GIVEN DATA:
Content starts

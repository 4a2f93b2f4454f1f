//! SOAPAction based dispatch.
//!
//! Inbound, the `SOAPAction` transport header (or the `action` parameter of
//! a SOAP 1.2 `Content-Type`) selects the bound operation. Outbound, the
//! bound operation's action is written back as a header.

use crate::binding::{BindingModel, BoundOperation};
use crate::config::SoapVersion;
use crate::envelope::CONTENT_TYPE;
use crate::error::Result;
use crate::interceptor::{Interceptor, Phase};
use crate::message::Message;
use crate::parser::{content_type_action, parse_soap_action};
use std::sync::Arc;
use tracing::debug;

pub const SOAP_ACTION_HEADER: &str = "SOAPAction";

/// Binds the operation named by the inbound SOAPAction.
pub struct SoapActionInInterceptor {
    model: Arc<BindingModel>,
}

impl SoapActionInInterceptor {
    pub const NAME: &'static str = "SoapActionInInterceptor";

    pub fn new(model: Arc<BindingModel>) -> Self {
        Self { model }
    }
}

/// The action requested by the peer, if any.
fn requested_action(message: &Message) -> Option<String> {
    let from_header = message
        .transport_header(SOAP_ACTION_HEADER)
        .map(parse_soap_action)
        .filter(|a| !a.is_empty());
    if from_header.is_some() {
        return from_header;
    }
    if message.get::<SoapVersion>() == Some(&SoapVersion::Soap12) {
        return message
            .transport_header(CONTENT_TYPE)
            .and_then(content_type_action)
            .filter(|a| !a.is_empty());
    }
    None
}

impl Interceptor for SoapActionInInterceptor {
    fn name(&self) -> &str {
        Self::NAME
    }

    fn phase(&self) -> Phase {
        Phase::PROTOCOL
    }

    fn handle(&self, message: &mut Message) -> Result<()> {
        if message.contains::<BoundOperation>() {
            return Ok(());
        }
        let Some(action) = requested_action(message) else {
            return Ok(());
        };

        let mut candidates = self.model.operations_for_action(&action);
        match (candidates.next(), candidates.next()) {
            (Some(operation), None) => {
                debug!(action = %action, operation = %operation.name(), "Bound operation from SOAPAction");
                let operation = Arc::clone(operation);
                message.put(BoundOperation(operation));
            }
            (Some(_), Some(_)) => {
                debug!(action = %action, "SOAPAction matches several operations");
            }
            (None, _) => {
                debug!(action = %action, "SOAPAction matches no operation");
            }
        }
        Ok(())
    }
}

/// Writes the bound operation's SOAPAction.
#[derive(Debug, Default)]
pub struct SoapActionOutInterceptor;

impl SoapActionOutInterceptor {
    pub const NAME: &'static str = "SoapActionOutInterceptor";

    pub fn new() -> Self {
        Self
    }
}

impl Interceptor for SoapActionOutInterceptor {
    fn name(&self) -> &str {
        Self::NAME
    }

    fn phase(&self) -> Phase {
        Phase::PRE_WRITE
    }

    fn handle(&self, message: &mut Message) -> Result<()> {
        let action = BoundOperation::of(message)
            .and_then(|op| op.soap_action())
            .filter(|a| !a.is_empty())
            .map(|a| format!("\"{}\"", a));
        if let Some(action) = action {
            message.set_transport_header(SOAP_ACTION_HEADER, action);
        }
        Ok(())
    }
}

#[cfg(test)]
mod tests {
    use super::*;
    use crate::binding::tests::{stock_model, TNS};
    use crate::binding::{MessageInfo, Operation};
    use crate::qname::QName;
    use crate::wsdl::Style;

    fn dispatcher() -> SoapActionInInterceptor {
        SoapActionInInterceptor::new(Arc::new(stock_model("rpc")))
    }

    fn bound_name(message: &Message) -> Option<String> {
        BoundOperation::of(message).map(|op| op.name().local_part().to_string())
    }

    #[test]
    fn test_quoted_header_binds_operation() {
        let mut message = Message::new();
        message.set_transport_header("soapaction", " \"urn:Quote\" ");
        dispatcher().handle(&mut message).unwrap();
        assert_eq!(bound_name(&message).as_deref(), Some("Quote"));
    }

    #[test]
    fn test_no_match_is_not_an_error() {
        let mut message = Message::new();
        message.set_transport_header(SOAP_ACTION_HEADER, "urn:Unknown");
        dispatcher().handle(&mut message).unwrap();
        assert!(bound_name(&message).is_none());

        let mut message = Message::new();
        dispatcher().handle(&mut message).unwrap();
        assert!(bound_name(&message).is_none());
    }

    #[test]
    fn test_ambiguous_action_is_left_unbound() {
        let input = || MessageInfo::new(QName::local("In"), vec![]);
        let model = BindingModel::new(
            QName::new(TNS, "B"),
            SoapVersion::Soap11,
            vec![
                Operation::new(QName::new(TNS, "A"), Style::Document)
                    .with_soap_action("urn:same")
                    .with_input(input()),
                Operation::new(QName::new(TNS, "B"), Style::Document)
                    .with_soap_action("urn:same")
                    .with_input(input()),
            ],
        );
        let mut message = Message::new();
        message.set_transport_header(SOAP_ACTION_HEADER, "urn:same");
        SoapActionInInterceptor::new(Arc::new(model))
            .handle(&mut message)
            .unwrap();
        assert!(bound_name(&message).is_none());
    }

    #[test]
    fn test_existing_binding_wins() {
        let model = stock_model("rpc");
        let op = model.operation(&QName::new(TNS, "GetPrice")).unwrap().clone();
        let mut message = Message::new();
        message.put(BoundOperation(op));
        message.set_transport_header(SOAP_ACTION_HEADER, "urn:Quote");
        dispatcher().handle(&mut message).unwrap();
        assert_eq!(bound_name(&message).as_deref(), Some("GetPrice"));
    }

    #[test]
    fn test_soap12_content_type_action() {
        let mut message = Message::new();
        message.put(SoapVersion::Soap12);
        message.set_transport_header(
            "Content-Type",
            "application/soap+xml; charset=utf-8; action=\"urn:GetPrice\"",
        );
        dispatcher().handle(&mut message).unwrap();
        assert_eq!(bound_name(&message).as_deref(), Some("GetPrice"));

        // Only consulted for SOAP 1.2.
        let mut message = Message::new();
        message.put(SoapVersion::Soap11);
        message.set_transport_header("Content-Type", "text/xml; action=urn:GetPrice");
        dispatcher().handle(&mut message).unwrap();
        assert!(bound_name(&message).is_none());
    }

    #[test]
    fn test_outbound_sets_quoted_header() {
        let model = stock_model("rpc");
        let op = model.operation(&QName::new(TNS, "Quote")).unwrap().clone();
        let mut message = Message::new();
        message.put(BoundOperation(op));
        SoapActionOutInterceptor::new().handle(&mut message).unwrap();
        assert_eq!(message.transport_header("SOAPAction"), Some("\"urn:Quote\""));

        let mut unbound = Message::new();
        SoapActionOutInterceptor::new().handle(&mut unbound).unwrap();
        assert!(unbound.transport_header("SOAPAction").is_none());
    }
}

Content ends
Content starts

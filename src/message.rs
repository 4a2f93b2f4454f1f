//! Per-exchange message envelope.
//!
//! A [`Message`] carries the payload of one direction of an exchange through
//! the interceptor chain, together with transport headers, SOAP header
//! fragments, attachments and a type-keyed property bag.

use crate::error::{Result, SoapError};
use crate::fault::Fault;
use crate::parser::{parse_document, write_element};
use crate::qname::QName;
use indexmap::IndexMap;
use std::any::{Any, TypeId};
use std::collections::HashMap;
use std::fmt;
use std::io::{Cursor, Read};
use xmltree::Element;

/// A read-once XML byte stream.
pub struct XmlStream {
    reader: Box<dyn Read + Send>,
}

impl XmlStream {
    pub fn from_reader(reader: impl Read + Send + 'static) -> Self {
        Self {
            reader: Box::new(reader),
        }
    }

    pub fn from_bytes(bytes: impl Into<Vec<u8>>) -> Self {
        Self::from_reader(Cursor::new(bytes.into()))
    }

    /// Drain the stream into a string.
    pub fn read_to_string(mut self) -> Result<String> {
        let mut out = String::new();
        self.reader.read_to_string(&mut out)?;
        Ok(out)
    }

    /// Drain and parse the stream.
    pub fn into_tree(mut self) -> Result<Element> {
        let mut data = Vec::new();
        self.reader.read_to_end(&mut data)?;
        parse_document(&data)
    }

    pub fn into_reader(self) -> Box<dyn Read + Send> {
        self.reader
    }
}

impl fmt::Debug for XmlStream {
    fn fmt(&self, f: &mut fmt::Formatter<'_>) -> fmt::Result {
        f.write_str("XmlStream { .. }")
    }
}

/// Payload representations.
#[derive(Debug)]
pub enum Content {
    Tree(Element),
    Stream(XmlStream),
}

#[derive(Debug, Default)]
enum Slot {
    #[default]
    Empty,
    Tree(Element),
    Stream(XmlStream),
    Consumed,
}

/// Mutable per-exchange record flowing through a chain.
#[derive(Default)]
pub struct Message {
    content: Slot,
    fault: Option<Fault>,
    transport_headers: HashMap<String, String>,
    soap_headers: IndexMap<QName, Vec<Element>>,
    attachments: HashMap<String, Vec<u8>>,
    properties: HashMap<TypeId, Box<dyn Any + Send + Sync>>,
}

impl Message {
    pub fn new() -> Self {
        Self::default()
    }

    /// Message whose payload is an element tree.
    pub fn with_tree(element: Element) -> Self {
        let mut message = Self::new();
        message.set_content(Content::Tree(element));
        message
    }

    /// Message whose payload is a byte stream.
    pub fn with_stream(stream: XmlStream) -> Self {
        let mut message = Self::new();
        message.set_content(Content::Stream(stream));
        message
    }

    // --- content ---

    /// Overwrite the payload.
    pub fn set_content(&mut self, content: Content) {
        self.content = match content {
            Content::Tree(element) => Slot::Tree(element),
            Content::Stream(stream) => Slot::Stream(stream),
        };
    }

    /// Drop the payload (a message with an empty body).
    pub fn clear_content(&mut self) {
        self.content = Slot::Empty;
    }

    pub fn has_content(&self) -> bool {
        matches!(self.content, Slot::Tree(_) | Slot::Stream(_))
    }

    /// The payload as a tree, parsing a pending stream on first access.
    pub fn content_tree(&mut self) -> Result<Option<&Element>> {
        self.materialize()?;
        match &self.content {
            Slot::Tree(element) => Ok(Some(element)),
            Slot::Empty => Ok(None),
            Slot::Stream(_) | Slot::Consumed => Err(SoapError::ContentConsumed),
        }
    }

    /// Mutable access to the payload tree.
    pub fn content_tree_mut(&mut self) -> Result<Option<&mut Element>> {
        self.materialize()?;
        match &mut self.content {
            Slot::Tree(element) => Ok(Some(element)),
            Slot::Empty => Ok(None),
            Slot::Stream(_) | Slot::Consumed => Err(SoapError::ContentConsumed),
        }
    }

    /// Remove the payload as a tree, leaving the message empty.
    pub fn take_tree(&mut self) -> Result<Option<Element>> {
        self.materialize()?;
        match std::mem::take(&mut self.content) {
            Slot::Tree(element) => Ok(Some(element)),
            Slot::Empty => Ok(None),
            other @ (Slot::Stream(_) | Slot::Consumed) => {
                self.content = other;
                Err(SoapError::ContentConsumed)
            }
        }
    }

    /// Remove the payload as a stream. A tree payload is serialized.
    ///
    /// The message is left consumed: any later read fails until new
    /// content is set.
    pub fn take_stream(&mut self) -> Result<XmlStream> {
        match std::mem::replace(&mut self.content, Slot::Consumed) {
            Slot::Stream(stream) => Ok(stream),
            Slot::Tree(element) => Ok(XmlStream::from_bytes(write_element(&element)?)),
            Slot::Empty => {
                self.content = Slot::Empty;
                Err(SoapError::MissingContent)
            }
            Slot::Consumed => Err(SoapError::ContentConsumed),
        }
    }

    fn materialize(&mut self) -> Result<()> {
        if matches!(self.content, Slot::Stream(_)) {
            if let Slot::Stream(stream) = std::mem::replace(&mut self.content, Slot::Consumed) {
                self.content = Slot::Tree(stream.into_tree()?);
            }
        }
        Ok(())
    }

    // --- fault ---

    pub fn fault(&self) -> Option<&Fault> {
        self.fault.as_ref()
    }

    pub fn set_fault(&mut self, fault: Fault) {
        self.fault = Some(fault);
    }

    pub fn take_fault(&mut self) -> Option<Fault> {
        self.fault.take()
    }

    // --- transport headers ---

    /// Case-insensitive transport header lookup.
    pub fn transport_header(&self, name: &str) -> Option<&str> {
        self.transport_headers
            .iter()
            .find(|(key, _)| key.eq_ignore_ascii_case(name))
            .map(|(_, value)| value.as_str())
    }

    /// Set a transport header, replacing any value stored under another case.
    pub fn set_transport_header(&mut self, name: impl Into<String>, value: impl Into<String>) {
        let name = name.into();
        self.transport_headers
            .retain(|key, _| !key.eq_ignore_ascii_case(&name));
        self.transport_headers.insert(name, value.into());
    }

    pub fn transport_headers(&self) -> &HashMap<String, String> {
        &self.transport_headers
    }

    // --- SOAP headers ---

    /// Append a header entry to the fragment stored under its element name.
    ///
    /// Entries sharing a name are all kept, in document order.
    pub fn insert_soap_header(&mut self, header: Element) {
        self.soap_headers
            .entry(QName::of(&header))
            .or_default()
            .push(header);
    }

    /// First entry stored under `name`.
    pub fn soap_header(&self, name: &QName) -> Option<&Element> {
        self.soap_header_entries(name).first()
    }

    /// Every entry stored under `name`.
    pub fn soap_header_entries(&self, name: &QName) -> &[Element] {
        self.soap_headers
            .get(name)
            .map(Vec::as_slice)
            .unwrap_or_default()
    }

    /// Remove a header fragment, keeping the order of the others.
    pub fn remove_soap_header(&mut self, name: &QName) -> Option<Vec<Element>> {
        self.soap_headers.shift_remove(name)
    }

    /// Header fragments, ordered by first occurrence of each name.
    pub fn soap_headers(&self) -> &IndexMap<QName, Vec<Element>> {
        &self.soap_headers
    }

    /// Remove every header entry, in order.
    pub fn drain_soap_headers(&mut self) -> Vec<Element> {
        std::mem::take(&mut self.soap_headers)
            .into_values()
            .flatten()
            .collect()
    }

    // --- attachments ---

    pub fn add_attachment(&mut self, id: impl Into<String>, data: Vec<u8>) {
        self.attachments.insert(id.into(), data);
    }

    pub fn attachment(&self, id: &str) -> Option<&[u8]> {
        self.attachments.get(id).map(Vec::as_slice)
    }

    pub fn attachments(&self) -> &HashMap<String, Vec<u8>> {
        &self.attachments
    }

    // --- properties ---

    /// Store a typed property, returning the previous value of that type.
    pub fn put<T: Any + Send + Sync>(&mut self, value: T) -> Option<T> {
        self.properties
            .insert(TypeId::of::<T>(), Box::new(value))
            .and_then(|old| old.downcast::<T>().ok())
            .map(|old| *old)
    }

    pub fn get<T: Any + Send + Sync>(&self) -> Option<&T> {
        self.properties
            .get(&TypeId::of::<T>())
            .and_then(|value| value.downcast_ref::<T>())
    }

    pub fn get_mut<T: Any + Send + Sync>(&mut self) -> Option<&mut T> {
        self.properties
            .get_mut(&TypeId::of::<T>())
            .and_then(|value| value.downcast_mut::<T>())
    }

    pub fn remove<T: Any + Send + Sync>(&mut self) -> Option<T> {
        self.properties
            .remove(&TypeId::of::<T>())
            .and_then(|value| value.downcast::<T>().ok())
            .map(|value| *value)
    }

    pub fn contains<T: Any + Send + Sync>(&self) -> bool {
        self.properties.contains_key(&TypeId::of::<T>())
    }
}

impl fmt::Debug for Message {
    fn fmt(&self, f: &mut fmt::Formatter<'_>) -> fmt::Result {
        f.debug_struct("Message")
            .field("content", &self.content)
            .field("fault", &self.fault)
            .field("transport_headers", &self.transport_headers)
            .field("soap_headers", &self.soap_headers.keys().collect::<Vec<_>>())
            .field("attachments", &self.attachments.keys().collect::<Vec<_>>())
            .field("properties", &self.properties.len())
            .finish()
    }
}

Content ends
Content starts

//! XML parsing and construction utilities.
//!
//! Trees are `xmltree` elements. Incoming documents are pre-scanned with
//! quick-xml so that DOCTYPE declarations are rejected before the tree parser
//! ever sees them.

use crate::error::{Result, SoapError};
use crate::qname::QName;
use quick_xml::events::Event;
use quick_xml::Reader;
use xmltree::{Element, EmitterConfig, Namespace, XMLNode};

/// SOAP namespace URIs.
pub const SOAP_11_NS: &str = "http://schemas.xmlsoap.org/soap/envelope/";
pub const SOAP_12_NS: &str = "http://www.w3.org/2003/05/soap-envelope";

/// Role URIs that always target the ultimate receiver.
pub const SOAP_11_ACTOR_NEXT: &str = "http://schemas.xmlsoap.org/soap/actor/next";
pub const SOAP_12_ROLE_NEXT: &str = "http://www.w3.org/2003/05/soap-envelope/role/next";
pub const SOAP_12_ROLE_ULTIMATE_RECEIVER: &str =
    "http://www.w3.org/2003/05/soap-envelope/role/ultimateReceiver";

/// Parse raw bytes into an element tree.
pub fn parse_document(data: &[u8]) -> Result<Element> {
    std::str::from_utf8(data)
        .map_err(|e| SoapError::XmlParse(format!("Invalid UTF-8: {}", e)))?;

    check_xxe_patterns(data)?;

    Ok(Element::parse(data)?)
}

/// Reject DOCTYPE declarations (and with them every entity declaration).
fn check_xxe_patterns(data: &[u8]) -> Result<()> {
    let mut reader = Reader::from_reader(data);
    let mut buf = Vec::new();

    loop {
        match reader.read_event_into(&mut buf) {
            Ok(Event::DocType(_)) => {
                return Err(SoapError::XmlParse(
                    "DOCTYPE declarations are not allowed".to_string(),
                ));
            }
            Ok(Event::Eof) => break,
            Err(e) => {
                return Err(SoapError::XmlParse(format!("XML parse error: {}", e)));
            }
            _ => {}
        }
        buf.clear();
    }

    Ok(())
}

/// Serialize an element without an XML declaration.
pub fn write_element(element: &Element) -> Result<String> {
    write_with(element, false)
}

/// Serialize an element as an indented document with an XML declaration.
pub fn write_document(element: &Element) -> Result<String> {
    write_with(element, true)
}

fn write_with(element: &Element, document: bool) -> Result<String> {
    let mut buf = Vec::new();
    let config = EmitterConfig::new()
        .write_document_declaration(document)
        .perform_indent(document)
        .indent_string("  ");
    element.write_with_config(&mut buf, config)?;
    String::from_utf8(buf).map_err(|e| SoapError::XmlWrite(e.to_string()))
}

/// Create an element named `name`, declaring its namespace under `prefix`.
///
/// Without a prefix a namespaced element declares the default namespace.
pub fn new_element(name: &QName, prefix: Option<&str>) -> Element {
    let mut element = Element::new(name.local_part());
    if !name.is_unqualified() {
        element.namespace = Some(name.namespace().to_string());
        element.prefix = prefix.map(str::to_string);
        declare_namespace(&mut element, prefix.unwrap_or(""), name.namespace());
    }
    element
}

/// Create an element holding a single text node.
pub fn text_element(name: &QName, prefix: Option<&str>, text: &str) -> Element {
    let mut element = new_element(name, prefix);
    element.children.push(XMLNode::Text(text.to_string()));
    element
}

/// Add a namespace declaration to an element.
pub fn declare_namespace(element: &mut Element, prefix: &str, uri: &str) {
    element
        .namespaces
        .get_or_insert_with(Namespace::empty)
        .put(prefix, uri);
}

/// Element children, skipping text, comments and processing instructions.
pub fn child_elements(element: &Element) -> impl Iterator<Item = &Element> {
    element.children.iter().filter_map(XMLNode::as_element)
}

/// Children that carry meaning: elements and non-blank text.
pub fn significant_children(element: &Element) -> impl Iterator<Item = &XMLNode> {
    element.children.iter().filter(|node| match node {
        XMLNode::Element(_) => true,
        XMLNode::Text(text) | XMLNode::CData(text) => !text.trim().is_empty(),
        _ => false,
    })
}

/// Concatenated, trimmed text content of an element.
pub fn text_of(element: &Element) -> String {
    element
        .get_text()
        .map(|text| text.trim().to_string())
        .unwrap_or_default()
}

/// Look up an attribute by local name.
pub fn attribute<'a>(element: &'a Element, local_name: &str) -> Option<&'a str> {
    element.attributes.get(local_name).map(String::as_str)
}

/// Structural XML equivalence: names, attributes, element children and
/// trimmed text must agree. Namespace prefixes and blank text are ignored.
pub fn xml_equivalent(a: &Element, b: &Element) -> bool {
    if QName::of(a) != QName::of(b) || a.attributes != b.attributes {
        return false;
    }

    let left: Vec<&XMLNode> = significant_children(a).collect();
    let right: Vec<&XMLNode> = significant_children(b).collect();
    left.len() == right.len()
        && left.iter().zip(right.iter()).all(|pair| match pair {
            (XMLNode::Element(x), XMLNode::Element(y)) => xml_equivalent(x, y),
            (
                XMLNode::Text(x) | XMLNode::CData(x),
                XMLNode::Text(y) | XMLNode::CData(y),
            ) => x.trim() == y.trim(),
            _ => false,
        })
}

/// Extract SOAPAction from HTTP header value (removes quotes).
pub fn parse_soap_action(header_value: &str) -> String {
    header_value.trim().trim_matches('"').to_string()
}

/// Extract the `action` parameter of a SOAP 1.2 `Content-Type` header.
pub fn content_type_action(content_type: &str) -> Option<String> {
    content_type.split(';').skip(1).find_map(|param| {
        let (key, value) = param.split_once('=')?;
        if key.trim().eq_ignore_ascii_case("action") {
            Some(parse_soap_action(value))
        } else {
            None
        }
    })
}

Content ends

WORK REQUEST: Say how many lines in the records hold the string "push". Give no other words.

WRITTEN SOLUTION: 2